Data fragmentation occurs when a collection of data in memory is broken up into many pieces that are not close together. It is typically the result of attempting to insert a large object into storage that has already suffered external fragmentation.

For example, files in a file system are usually managed in units called blocks or clusters. When a file system is created, there is free space to store file blocks together contiguously. This allows for rapid sequential file reads and writes. However, as files are added, removed, and changed in size, the free space becomes externally fragmented, leaving only small holes in which to place new data. When a new file is written, or when an existing file is extended, the operating system puts the new data in new non-contiguous data blocks to fit into the available holes. The new data blocks are necessarily scattered, slowing access due to seek time and rotational latency of the read/write head, and incurring additional overhead to manage additional locations. This is called file system fragmentation.

Data replication

Active (real-time) storage replication is usually implemented by distributing updates of a block device to several physical hard disks. This way, any file system supported by the operating system can be replicated without modification, as the file system code works on a level above the block device driver layer. It is implemented either in hardware (in a disk array controller) or in software (in a device driver).

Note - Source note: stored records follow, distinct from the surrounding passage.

//! Bounded per-user session registry.
//!
//! All mutating operations for a given user are serialized through a
//! per-user async mutex; operations for different users proceed fully
//! in parallel. Callers must do their CPU-bound hashing *before*
//! calling in — nothing here blocks on anything but the store itself,
//! and no collaborator calls happen under a lock.

use std::sync::Arc;

use dashmap::DashMap;
use gatekey_core::error::CoreResult;
use gatekey_core::models::session::{CreateSession, Session};
use gatekey_core::repository::SessionRepository;
use tokio::sync::Mutex;
use tracing::{debug, warn};
use uuid::Uuid;

/// Session registry enforcing the max-active-sessions invariant.
pub struct SessionStore<S: SessionRepository> {
    repo: S,
    max_sessions_per_user: u32,
    user_locks: DashMap<Uuid, Arc<Mutex<()>>>,
}

impl<S: SessionRepository> SessionStore<S> {
    pub fn new(repo: S, max_sessions_per_user: u32) -> Self {
        Self {
            repo,
            max_sessions_per_user,
            user_locks: DashMap::new(),
        }
    }

    fn user_lock(&self, user_id: Uuid) -> Arc<Mutex<()>> {
        self.user_locks
            .entry(user_id)
            .or_insert_with(|| Arc::new(Mutex::new(())))
            .clone()
    }

    /// Insert a new active session, then evict oldest-first down to the
    /// limit. Returns the new session and whatever was evicted.
    ///
    /// Insert and eviction happen inside the owner's critical section,
    /// so two simultaneous logins for the same user cannot both slip
    /// past the limit. Once this returns `Ok`, the registration is
    /// authoritative — caller cancellation cannot undo it. If the
    /// eviction pass fails, the just-inserted session is invalidated
    /// before the error propagates, so a failed registration never
    /// leaves an extra active session behind.
    pub async fn register(&self, input: CreateSession) -> CoreResult<(Session, Vec<Session>)> {
        let user_id = input.user_id;
        let lock = self.user_lock(user_id);
        let _guard = lock.lock().await;

        let session = self.repo.create(input).await?;

        match self.evict_over_limit(user_id).await {
            Ok(evicted) => Ok((session, evicted)),
            Err(err) => {
                if let Err(rollback_err) = self.repo.invalidate(session.id).await {
                    warn!(
                        session_id = %session.id,
                        user_id = %user_id,
                        error = %rollback_err,
                        "Failed to invalidate session after eviction error"
                    );
                }
                Err(err)
            }
        }
    }

    /// Invalidate active sessions past the limit, oldest first.
    async fn evict_over_limit(&self, user_id: Uuid) -> CoreResult<Vec<Session>> {
        // Newest-first; anything past the limit is the oldest tail.
        let active = self.repo.list_active(user_id).await?;
        let mut evicted = Vec::new();
        if active.len() > self.max_sessions_per_user as usize {
            for stale in &active[self.max_sessions_per_user as usize..] {
                self.repo.invalidate(stale.id).await?;
                debug!(
                    session_id = %stale.id,
                    user_id = %user_id,
                    "Evicted oldest session over per-user limit"
                );
                evicted.push(stale.clone());
            }
        }
        Ok(evicted)
    }

    /// Active sessions, newest-first.
    pub async fn list_active(&self, user_id: Uuid) -> CoreResult<Vec<Session>> {
        self.repo.list_active(user_id).await
    }

    pub async fn get_by_token_hash(&self, token_hash: &str) -> CoreResult<Session> {
        self.repo.get_by_token_hash(token_hash).await
    }

    pub async fn get_by_id(&self, session_id: Uuid) -> CoreResult<Session> {
        self.repo.get_by_id(session_id).await
    }

    /// Update activity timestamp (and optionally IP). Safe to race with
    /// eviction — a concurrent invalidation wins and the touch is a
    /// no-op.
    pub async fn touch(&self, session_id: Uuid, ip_address: Option<String>) -> CoreResult<()> {
        self.repo.touch(session_id, ip_address).await
    }

    /// Replace the session's refresh token hash (rotation-on-refresh).
    pub async fn rotate_token(&self, session_id: Uuid, token_hash: String) -> CoreResult<()> {
        self.repo.rotate_token(session_id, token_hash).await
    }

    /// Mark a session inactive. Invalidating an already-inactive
    /// session is a no-op success.
    pub async fn invalidate(&self, session_id: Uuid, user_id: Uuid) -> CoreResult<()> {
        let lock = self.user_lock(user_id);
        let _guard = lock.lock().await;
        self.repo.invalidate(session_id).await
    }

    /// Mark all of a user's sessions inactive, optionally sparing one
    /// (the caller's own). Returns the number invalidated.
    pub async fn invalidate_all(&self, user_id: Uuid, except: Option<Uuid>) -> CoreResult<u64> {
        let lock = self.user_lock(user_id);
        let _guard = lock.lock().await;
        self.repo.invalidate_user_sessions(user_id, except).await
    }
}

#[cfg(test)]
mod tests {
    use super::*;
    use std::sync::Mutex as StdMutex;
    use std::sync::atomic::{AtomicBool, AtomicI64, Ordering};

    use chrono::{Duration, Utc};
    use gatekey_core::error::CoreError;

    /// In-memory repository with a switchable failure on `list_active`.
    /// `created_at` is strictly increasing per insert so oldest-first
    /// ordering never ties.
    #[derive(Default)]
    struct StubSessionRepo {
        sessions: StdMutex<Vec<Session>>,
        fail_list_active: AtomicBool,
        seq: AtomicI64,
    }

    impl SessionRepository for StubSessionRepo {
        async fn create(&self, input: CreateSession) -> CoreResult<Session> {
            let seq = self.seq.fetch_add(1, Ordering::SeqCst);
            let now = Utc::now() + Duration::microseconds(seq);
            let session = Session {
                id: Uuid::new_v4(),
                user_id: input.user_id,
                refresh_token_hash: input.refresh_token_hash,
                device_fingerprint: input.device_fingerprint,
                device_label: input.device_label,
                ip_address: input.ip_address,
                active: true,
                expires_at: input.expires_at,
                created_at: now,
                last_activity_at: now,
            };
            self.sessions.lock().unwrap().push(session.clone());
            Ok(session)
        }

        async fn get_by_id(&self, id: Uuid) -> CoreResult<Session> {
            self.sessions
                .lock()
                .unwrap()
                .iter()
                .find(|s| s.id == id)
                .cloned()
                .ok_or_else(|| CoreError::NotFound {
                    entity: "session".into(),
                    id: id.to_string(),
                })
        }

        async fn get_by_token_hash(&self, token_hash: &str) -> CoreResult<Session> {
            self.sessions
                .lock()
                .unwrap()
                .iter()
                .find(|s| s.refresh_token_hash == token_hash)
                .cloned()
                .ok_or_else(|| CoreError::NotFound {
                    entity: "session".into(),
                    id: format!("token_hash={token_hash}"),
                })
        }

        async fn list_active(&self, user_id: Uuid) -> CoreResult<Vec<Session>> {
            if self.fail_list_active.load(Ordering::SeqCst) {
                return Err(CoreError::Database("list_active failed".into()));
            }
            let mut active: Vec<Session> = self
                .sessions
                .lock()
                .unwrap()
                .iter()
                .filter(|s| s.user_id == user_id && s.active)
                .cloned()
                .collect();
            active.sort_by(|a, b| b.created_at.cmp(&a.created_at));
            Ok(active)
        }

        async fn touch(&self, _id: Uuid, _ip_address: Option<String>) -> CoreResult<()> {
            Ok(())
        }

        async fn rotate_token(&self, _id: Uuid, _token_hash: String) -> CoreResult<()> {
            Ok(())
        }

        async fn invalidate(&self, id: Uuid) -> CoreResult<()> {
            for s in self.sessions.lock().unwrap().iter_mut() {
                if s.id == id {
                    s.active = false;
                }
            }
            Ok(())
        }

        async fn invalidate_user_sessions(
            &self,
            user_id: Uuid,
            except: Option<Uuid>,
        ) -> CoreResult<u64> {
            let mut count = 0;
            for s in self.sessions.lock().unwrap().iter_mut() {
                if s.user_id == user_id && s.active && Some(s.id) != except {
                    s.active = false;
                    count += 1;
                }
            }
            Ok(count)
        }
    }

    fn new_session(user_id: Uuid, token_hash: &str) -> CreateSession {
        CreateSession {
            user_id,
            refresh_token_hash: token_hash.into(),
            device_fingerprint: "fp-test".into(),
            device_label: None,
            ip_address: None,
            expires_at: Utc::now() + Duration::days(7),
        }
    }

    #[tokio::test]
    async fn register_evicts_oldest_past_the_limit() {
        let store = SessionStore::new(StubSessionRepo::default(), 2);
        let user_id = Uuid::new_v4();

        let (first, evicted) = store.register(new_session(user_id, "h1")).await.unwrap();
        assert!(evicted.is_empty());
        store.register(new_session(user_id, "h2")).await.unwrap();
        let (_, evicted) = store.register(new_session(user_id, "h3")).await.unwrap();

        assert_eq!(evicted.len(), 1);
        assert_eq!(evicted[0].id, first.id);
        assert_eq!(store.list_active(user_id).await.unwrap().len(), 2);
    }

    #[tokio::test]
    async fn failed_eviction_rolls_back_the_new_session() {
        let store = SessionStore::new(StubSessionRepo::default(), 2);
        let user_id = Uuid::new_v4();

        let (kept, _) = store.register(new_session(user_id, "h1")).await.unwrap();

        store.repo.fail_list_active.store(true, Ordering::SeqCst);
        let err = store.register(new_session(user_id, "h2")).await.unwrap_err();
        assert!(matches!(err, CoreError::Database(_)));
        store.repo.fail_list_active.store(false, Ordering::SeqCst);

        // The failed registration left no extra active session.
        let active = store.list_active(user_id).await.unwrap();
        assert_eq!(active.len(), 1);
        assert_eq!(active[0].id, kept.id);
        // Its refresh token resolves to an inactive row, not a live one.
        let orphan = store.get_by_token_hash("h2").await.unwrap();
        assert!(!orphan.active);
    }
}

The most basic method is disk mirroring, typical for locally-connected disks. The storage industry narrows the definitions, so mirroring is a local (short-distance) operation. A replication is extendable across a computer network, so the disks can be located in physically distant locations, and the master-slave database replication model is usually applied. The purpose of replication is to prevent damage from failures or disasters that may occur in one location, or in case such events do occur, improve the ability to recover. For replication, latency is the key factor because it determines either how far apart the sites can be or the type of replication that can be employed.

Data allocation Data allocation may be decided by using computer programs applied to a specific domain to automatically and dynamically distribute resources to applicants.

This is especially common in electronic devices dedicated to routing and communication. For example, channel allocation in wireless communication may be decided by a base transceiver station using an appropriate algorithm.

c. yes. It is possible to replicate the centralized database management model of the bank in a manufacturing concern. As the code can be used again and again with some smaller changes or modifications. It is one of the benefits of central data management that a source code can be used again and again known as Software reuse.